>>>>
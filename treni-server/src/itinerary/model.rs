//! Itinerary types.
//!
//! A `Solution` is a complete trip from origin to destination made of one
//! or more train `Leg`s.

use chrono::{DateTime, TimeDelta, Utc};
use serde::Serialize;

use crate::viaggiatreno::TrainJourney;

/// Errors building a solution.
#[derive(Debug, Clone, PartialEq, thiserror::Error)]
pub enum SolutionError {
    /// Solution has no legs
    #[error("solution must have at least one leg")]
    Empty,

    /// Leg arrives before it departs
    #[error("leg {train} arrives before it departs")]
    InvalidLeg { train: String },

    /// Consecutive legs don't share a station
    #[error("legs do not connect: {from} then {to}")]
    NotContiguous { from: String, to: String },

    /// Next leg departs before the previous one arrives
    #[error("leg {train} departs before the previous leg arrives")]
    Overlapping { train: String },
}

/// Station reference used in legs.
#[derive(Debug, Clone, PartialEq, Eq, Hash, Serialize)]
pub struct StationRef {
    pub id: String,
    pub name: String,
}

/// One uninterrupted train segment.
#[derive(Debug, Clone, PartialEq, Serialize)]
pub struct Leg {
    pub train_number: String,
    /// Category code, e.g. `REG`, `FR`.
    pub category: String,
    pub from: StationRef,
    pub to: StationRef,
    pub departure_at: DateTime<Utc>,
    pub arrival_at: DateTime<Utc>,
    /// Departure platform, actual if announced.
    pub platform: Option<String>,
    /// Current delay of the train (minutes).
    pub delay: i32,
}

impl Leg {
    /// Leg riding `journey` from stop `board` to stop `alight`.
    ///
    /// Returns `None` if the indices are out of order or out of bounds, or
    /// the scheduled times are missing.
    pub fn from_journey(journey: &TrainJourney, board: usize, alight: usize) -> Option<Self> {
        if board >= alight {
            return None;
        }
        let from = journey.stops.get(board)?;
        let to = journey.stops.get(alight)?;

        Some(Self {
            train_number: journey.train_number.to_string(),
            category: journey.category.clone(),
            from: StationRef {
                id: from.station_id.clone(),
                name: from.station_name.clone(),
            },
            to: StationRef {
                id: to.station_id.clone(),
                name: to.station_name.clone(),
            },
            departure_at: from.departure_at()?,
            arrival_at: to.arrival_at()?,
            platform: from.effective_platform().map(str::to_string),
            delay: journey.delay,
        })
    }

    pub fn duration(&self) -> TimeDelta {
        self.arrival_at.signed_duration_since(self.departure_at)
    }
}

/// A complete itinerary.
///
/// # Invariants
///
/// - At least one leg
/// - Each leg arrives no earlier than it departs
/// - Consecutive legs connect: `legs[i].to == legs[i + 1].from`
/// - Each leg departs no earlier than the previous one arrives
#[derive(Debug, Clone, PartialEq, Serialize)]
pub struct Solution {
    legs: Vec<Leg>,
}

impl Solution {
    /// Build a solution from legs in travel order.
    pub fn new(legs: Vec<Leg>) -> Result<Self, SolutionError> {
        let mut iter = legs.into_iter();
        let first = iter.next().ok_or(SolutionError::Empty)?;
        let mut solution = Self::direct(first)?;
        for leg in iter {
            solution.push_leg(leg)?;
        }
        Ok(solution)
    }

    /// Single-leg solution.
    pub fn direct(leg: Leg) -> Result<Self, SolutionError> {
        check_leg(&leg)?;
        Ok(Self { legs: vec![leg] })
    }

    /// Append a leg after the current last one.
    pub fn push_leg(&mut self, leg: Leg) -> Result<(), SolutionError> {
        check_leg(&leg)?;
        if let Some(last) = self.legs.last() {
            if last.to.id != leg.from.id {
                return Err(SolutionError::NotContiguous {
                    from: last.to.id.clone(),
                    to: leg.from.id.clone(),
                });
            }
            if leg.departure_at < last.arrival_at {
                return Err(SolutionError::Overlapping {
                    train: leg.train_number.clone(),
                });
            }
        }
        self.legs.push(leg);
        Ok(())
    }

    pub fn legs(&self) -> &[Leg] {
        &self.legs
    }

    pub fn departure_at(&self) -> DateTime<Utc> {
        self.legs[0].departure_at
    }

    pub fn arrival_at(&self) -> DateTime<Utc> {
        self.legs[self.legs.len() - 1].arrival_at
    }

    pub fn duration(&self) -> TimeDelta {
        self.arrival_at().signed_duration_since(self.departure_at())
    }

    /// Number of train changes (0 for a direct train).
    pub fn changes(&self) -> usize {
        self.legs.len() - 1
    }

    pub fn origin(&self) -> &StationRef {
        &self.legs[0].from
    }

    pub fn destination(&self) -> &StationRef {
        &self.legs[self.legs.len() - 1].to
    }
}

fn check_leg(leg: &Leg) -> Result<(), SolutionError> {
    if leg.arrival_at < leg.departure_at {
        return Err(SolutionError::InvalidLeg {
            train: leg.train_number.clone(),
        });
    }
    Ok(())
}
<<<<
Work instruction » Filter the entries and copy out every line with the word "Each".

Written solution »
/// - Each leg arrives no earlier than it departs
/// - Each leg departs no earlier than the previous one arrives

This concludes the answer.